• **Task details**
The response must be a precise copy of the records that follow.

• **Information supplied**
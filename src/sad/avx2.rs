#![allow(clippy::undocumented_unsafe_blocks)]
#![allow(unsafe_op_in_unsafe_fn)]

use std::{arch::x86_64::*, num::NonZeroUsize};

#[must_use]
#[target_feature(enable = "avx2")]
pub unsafe fn sad_16x16(
    src: &[u8],
    src_pitch: NonZeroUsize,
    ref_: &[u8],
    ref_pitch: NonZeroUsize,
) -> u32 {
    let src = src.as_ptr();
    let ref_ = ref_.as_ptr();
    let src_pitch = src_pitch.get();
    let ref_pitch = ref_pitch.get();

    let mut acc = _mm_setzero_si128();
    for y in 0..16 {
        let s = _mm_loadu_si128(src.add(y * src_pitch) as *const __m128i);
        let r = _mm_loadu_si128(ref_.add(y * ref_pitch) as *const __m128i);
        acc = _mm_add_epi64(acc, _mm_sad_epu8(s, r));
    }

    // Reduce 2x u64 lanes to scalar
    let high = _mm_unpackhi_epi64(acc, acc);
    let total = _mm_add_epi64(acc, high);
    _mm_cvtsi128_si64(total) as u32
}

#[must_use]
#[target_feature(enable = "avx2")]
pub unsafe fn sad_8x8(
    src: &[u8],
    src_pitch: NonZeroUsize,
    ref_: &[u8],
    ref_pitch: NonZeroUsize,
) -> u32 {
    let src = src.as_ptr();
    let ref_ = ref_.as_ptr();
    let src_pitch = src_pitch.get();
    let ref_pitch = ref_pitch.get();

    // 8-byte loads zero the upper lane, so the upper sad lane stays zero
    let mut acc = _mm_setzero_si128();
    for y in 0..8 {
        let s = _mm_loadl_epi64(src.add(y * src_pitch) as *const __m128i);
        let r = _mm_loadl_epi64(ref_.add(y * ref_pitch) as *const __m128i);
        acc = _mm_add_epi64(acc, _mm_sad_epu8(s, r));
    }
    _mm_cvtsi128_si64(acc) as u32
}
use thiserror::Error;

/// Faults surfaced by the detection pipeline.
#[derive(Debug, Error)]
pub enum Error {
    /// Frame with invalid geometry or a short luma plane.
    #[error("Invalid frame: {0}")]
    InvalidFrame(String),
    /// Input the detector cannot analyze (wrong bit depth, bad parameter).
    #[error("Unsupported input: {0}")]
    UnsupportedInput(String),
    /// Failure reported by the decoder collaborator.
    #[error("Decoder error: {0}")]
    Decoder(String),
    /// I/O failure while reading the input or writing results.
    #[error("I/O error: {0}")]
    Io(#[from] std::io::Error),
}

/// A specialised `Result` type for detection operations.
pub type Result<T> = ::std::result::Result<T, Error>;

• **Written response**
filename src/sad/avx2.rs
#![allow(clippy::undocumented_unsafe_blocks)]
#![allow(unsafe_op_in_unsafe_fn)]

use std::{arch::x86_64::*, num::NonZeroUsize};

#[must_use]
#[target_feature(enable = "avx2")]
pub unsafe fn sad_16x16(
    src: &[u8],
    src_pitch: NonZeroUsize,
    ref_: &[u8],
    ref_pitch: NonZeroUsize,
) -> u32 {
    let src = src.as_ptr();
    let ref_ = ref_.as_ptr();
    let src_pitch = src_pitch.get();
    let ref_pitch = ref_pitch.get();

    let mut acc = _mm_setzero_si128();
    for y in 0..16 {
        let s = _mm_loadu_si128(src.add(y * src_pitch) as *const __m128i);
        let r = _mm_loadu_si128(ref_.add(y * ref_pitch) as *const __m128i);
        acc = _mm_add_epi64(acc, _mm_sad_epu8(s, r));
    }

    // Reduce 2x u64 lanes to scalar
    let high = _mm_unpackhi_epi64(acc, acc);
    let total = _mm_add_epi64(acc, high);
    _mm_cvtsi128_si64(total) as u32
}

#[must_use]
#[target_feature(enable = "avx2")]
pub unsafe fn sad_8x8(
    src: &[u8],
    src_pitch: NonZeroUsize,
    ref_: &[u8],
    ref_pitch: NonZeroUsize,
) -> u32 {
    let src = src.as_ptr();
    let ref_ = ref_.as_ptr();
    let src_pitch = src_pitch.get();
    let ref_pitch = ref_pitch.get();

    // 8-byte loads zero the upper lane, so the upper sad lane stays zero
    let mut acc = _mm_setzero_si128();
    for y in 0..8 {
        let s = _mm_loadl_epi64(src.add(y * src_pitch) as *const __m128i);
        let r = _mm_loadl_epi64(ref_.add(y * ref_pitch) as *const __m128i);
        acc = _mm_add_epi64(acc, _mm_sad_epu8(s, r));
    }
    _mm_cvtsi128_si64(acc) as u32
}
use thiserror::Error;

/// Faults surfaced by the detection pipeline.
#[derive(Debug, Error)]
pub enum Error {
    /// Frame with invalid geometry or a short luma plane.
    #[error("Invalid frame: {0}")]
    InvalidFrame(String),
    /// Input the detector cannot analyze (wrong bit depth, bad parameter).
    #[error("Unsupported input: {0}")]
    UnsupportedInput(String),
    /// Failure reported by the decoder collaborator.
    #[error("Decoder error: {0}")]
    Decoder(String),
    /// I/O failure while reading the input or writing results.
    #[error("I/O error: {0}")]
    Io(#[from] std::io::Error),
}

/// A specialised `Result` type for detection operations.
pub type Result<T> = ::std::result::Result<T, Error>;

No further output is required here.